PDZ Domain Suppression of an ER Retention Signal in NMDA Receptor NR1 Splice Variants

• Published in: Neuron (Cambridge, Mass.) Vol. 28; no. 3; pp. 887 - 898
• Main Authors: Standley, Steve, Roche, Katherine W., McCallum, Jennifer, Sans, Nathalie, Wenthold, Robert J.
• Format: Journal Article
• Language: English
• Published: United States Elsevier Inc 01.12.2000
• Subjects: Alternative Splicing - genetics; Amino Acid Motifs - genetics; Animals; Cell Membrane - metabolism; Cells, Cultured; Endoplasmic Reticulum - metabolism; HeLa Cells; Humans; Nerve Tissue Proteins - metabolism; Neurons - cytology; Neurons - metabolism; Protein Binding - genetics; Protein Structure, Tertiary - genetics; Rats; Rats, Sprague-Dawley; Receptors, N-Methyl-D-Aspartate - genetics; Receptors, N-Methyl-D-Aspartate - metabolism; Signal Transduction - physiology
• ISSN: 0896-6273; 1097-4199
• DOI: 10.1016/S0896-6273(00)00161-6

The NMDA receptor NR1 subunit has four splice variants that differ in their C-terminal, cytoplasmic domain.
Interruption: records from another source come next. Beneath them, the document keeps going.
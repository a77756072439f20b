//! Utilities for *bundles*: cached views of matching entities.

use std::fmt;

use slotmap::SecondaryMap;

use super::{Entity, EntityHandle, Signature};

/// Entity together with handles of all its components required by signature `S`.
///
/// Bundle is never mutated: when the entity qualifies again, it is replaced as a whole.
/// Bundle does not own the entity nor its components.
///
pub struct Bundle<S>
where
    S: Signature,
{
    entity: EntityHandle,
    components: S::Refs,
}

impl<S> Bundle<S>
where
    S: Signature,
{
    pub(crate) fn new(entity: EntityHandle, components: S::Refs) -> Self {
        Self { entity, components }
    }

    /// Handle of the entity of this bundle.
    pub fn entity(&self) -> &EntityHandle {
        &self.entity
    }

    /// Handles of components of the entity, in order of the signature.
    pub fn components(&self) -> &S::Refs {
        &self.components
    }

    /// Splits bundle into entity handle and component handles.
    pub fn into_parts(self) -> (EntityHandle, S::Refs) {
        (self.entity, self.components)
    }
}

impl<S> Clone for Bundle<S>
where
    S: Signature,
{
    fn clone(&self) -> Self {
        Self {
            entity: self.entity.clone(),
            components: self.components.clone(),
        }
    }
}

impl<S> fmt::Debug for Bundle<S>
where
    S: Signature,
{
    fn fmt(&self, f: &mut fmt::Formatter<'_>) -> fmt::Result {
        f.debug_struct("Bundle")
            .field("entity", &self.entity.id())
            .field("components", &S::component_names())
            .finish()
    }
}

/// Mapping from entities to their current bundles.
///
/// Iteration order is the natural order of the underlying map
/// and is not related to the order of insertion.
///
pub struct BundleMap<S>
where
    S: Signature,
{
    bundles: SecondaryMap<Entity, Bundle<S>>,
}

impl<S> BundleMap<S>
where
    S: Signature,
{
    pub(crate) fn new() -> Self {
        Self {
            bundles: SecondaryMap::new(),
        }
    }

    /// Inserts bundle, replacing the previous bundle of the same entity.
    pub(crate) fn insert(&mut self, bundle: Bundle<S>) -> Option<Bundle<S>> {
        self.bundles.insert(bundle.entity.id(), bundle)
    }

    pub(crate) fn remove(&mut self, entity: Entity) -> Option<Bundle<S>> {
        self.bundles.remove(entity)
    }

    /// Retrieves current bundle of the entity.
    pub fn get(&self, entity: Entity) -> Option<&Bundle<S>> {
        self.bundles.get(entity)
    }

    /// Returns `true` if the entity has a bundle.
    pub fn contains(&self, entity: Entity) -> bool {
        self.bundles.contains_key(entity)
    }

    /// Count of bundles.
    pub fn len(&self) -> usize {
        self.bundles.len()
    }

    /// Returns `true` if there are no bundles.
    pub fn is_empty(&self) -> bool {
        self.bundles.is_empty()
    }

    /// Returns iterator over all bundles.
    pub fn iter(&self) -> impl Iterator<Item = &Bundle<S>> {
        self.bundles.values()
    }

    /// Returns iterator over all entities which have a bundle.
    pub fn entities(&self) -> impl Iterator<Item = Entity> + '_ {
        self.bundles.keys()
    }
}

impl<S> fmt::Debug for BundleMap<S>
where
    S: Signature,
{
    fn fmt(&self, f: &mut fmt::Formatter<'_>) -> fmt::Result {
        f.debug_set().entries(self.bundles.keys()).finish()
    }
}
We investigated the contribution of the C-terminal cassettes, C0, C1, C2, and C2′, to trafficking of NR1 in heterologous cells and neurons. We identified an ER retention signal (RRR) in the C1 cassette of NR1, which is similar to the RXR motif in ATP-sensitive K + channels ( Zerangue et al. 1999). We found that surface expression of NR1-3, which contains C1, is due to a site on the C2′ cassette, which includes the terminal 4 amino acid PDZ-interacting domain. This site suppresses ER retention of the C1 cassette and leads to surface expression. These findings suggest a role for PDZ proteins in facilitating the transition of receptors from an intracellular pool to the surface of the neuron.